Friday, January 15, 2010

#197 Obama's GPA Slipping into AfPak Hell II

Nothing has changed in the Graveyard Of Empires since Alexander. Though other nations have been fighting over Afghanistan throughout its interesting but bloody history, they never win. The tribes endure ... especially the Pashtuns, forever the largest and most historically hegemonic, who, as Talibans, were once our secret allies against the Russians (see "Charlie Wilson's War" posts DM #24-25, 28). Here we see them, more than a century ago, about to ambush their very own British allies against the Russian imperialist threat of their day! Double-cross and turn-about are always fair play, whether the ancient Zoroastrian kingdom of "Pastunistan" is allied with Mohamet, Genghis Khan, Queen Victoria, Charlie Wilson, or Mullah Omar, leader of the Taliban. The tribes endure.

Because they simply never give up. And won't, as long as the USA is seen as an aggressor/occupier of their homeland. Let them have their beloved Taliban. They get what they deserve--and, after all, once-upon-a-time we were crazy about them! Recruits come easy, and there are enough hiding places in the endless mountains and desert wastes of Afghanistan to harbor the combined forces of the NLF and Viet-Cong. Sorry, nightmare flashback. Now, Gen. Stanley McChrystal--our Gen. Wm. Westmoreland of the moment--would have us believe differently about all this. In an interview with Diane Sawyer, she reminds him that he had said on earlier occasions that "we needed a quantum shift [sic], something dramatic to shift the momentum." Then: "Have you done it," she asks, "have you turned the tide?" Here's his dramatically "shifty" reply:
I believe we are doing that right now. I believe we have changed the way we operate in Afghanistan. Changed some of our structures. We're on the way to convincing the Afghan people that we're here to protect them."
Interesting, because more than one CIA operative in the field says we're virtually "clueless" about how the Afghan people feel about anything. But more of that in a minute. McChrystal is mouthing the same old bullshit that we heard from the U.S. Military for years upon years during Vietnam. "Light at the end of the tunnel" and all that. Can't we learn from history and not repeat it? asketh the tired but true bromide. One of the most disappointing, nay shocking, aspects of the President's Dec. 1 speech justifying his fatal "surge" was Obama the scholar/teacher disavowing any valid connection between Vietnam and AfPak (DM #175). When even a second-rate mind should easily grasp it.

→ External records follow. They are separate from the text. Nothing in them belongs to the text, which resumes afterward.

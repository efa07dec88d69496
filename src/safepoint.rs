//! §4.D Safepoint Page Manager.
//!
//! Owns the one process-wide safepoint page and hands out the per-thread CSP
//! pages thread records are built with (see [`crate::thread_record::ThreadRecord::csp_page`]).
//! Only the STW initiator ever calls [`SafepointPageManager::unmap_safepoint_page`] /
//! [`SafepointPageManager::map_safepoint_page`] (§3: "its state is mutated
//! only by the STW initiator").

use std::sync::Arc;

use crate::platform::{MappedPage, PageAccess, PlatformAdapter, Protection};
use crate::thread_record::ThreadRecord;

pub struct SafepointPageManager {
    page: Box<dyn MappedPage>,
}

impl SafepointPageManager {
    pub fn new(platform: &dyn PlatformAdapter, page_size: usize) -> Self {
        let page = platform
            .new_mapped_page(page_size)
            .unwrap_or_else(|e| crate::error::lose(&format!("failed to map safepoint page: {e}")));
        SafepointPageManager { page }
    }

    /// Store zero to the safepoint page — the mutator-side poll. Faults
    /// (returns [`PageAccess::WouldFault`]) iff the page is currently
    /// unmapped/no-access, which is exactly the rendezvous signal §2
    /// describes.
    pub fn poll(&self) -> PageAccess {
        self.page.store_word(0)
    }

    /// Unmap (no-access) the safepoint page. Only the initiator calls this,
    /// with `mx_gp_unmapped` held.
    pub fn unmap_safepoint_page(&self) {
        self.page
            .protect(Protection::NoAccess)
            .unwrap_or_else(|e| crate::error::lose(&format!("failed to unmap safepoint page: {e}")));
    }

    /// Remap (read-write) the safepoint page, ending the current stop round.
    pub fn map_safepoint_page(&self) {
        self.page
            .protect(Protection::ReadWrite)
            .unwrap_or_else(|e| crate::error::lose(&format!("failed to map safepoint page: {e}")));
    }

    pub fn is_unmapped(&self) -> bool {
        self.page.current_protection() == Protection::NoAccess
    }

    /// §4.D's `set_csp_access`: set `thread`'s CSP page to read-only (when
    /// `writable` is false) or read-write, and return whether its published
    /// CSP was non-zero *before* the call — "enabling the caller to learn in
    /// the same call whether the thread is in foreign code."
    pub fn set_csp_access(&self, thread: &Arc<ThreadRecord>, writable: bool) -> bool {
        let was_in_foreign_code = !thread.is_in_managed_code();
        let prot = if writable {
            Protection::ReadWrite
        } else {
            Protection::ReadOnly
        };
        thread
            .csp_page
            .protect(prot)
            .unwrap_or_else(|e| crate::error::lose(&format!("failed to protect CSP page: {e}")));
        was_in_foreign_code
    }
}

#[cfg(test)]
mod tests {
    use super::*;
    use crate::platform::fake::FakePlatform;

    #[test]
    fn unmap_then_poll_faults() {
        let platform = FakePlatform::new();
        let mgr = SafepointPageManager::new(platform.as_ref(), 4096);
        assert!(!mgr.is_unmapped());
        mgr.unmap_safepoint_page();
        assert!(mgr.is_unmapped());
        assert_eq!(mgr.poll(), PageAccess::WouldFault);
        mgr.map_safepoint_page();
        assert_eq!(mgr.poll(), PageAccess::Ok(0));
    }

    #[test]
    fn set_csp_access_reports_prior_foreign_code_state() {
        let platform = FakePlatform::new();
        let handle = crate::thread_record::ThreadHandle {
            index: 0,
            generation: 0,
        };
        let thread = Arc::new(ThreadRecord::new(handle, platform.as_ref(), 4096));
        let mgr = SafepointPageManager::new(platform.as_ref(), 4096);

        assert!(!mgr.set_csp_access(&thread, false));

        thread.csp_page.protect(Protection::ReadWrite).unwrap();
        thread.csp_page.store_word(0xdead_beef);
        assert!(mgr.set_csp_access(&thread, true));
    }
}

In so many words, a late-December-2009 report by the Deputy Chief Of Military Intelligence in Afghanistan, Maj. Gen. Michael T. Flynn, contradicts Obama and McChrystal at every "turn of the tide." Pretty much under the radar of mainstream news, his un-classified (which maybe they'd like to re-think) "State of the Insurgency" concludes most ominously that
The Afghan insurgency could SUSTAIN ITSELF INDEFINITELY. The Taliban retains its original partnerships to sustain support through its legitimacy and military capacity ... and the Taliban is expanding, contesting and controlling additional areas of influence ... The original stability is rapidly decreasing and getting worse.
Maj. Gen. Flynn further points out that "kinetic" events (love the euphemism for murder and mayhem) have increased by 300% since 2007, and another 60% since 2008, with greater frequency of attacks and in more varied areas. The Taliban, in other words, is more organized than ever. Robert Grenier, former CIA chief in Islamabad, says that this state of affairs will always obtain, because "A conventional military force, whatever its strategic intent, is going to look like to the local people a colonizing, occupying army, and is not going to succeed in Afghanistan." (See video of Sawyer, McChrystal, Flynn, Grenier here)

The full intelligence report, picked up and excerpted by the Jan. 5 London Times online (here), blames the problem in large measure on so little "intelligence" in the way our spies have been doing their business in the AfPak regions. Flynn quotes one of his operatives confessing to being "clueless" about the country he's spying on: "We're no more than fingernail deep in our understanding of the environment." Most tellingly, Flynn writes that we've "fallen into the trap" of waging an "anti-insurgency campaign" aimed at capturing or killing mid-to-high-level militants, while remaining oblivious to the people it was supposed to be helping.

Tell you what: How about we just leave the party early? These people aren't worth knowing.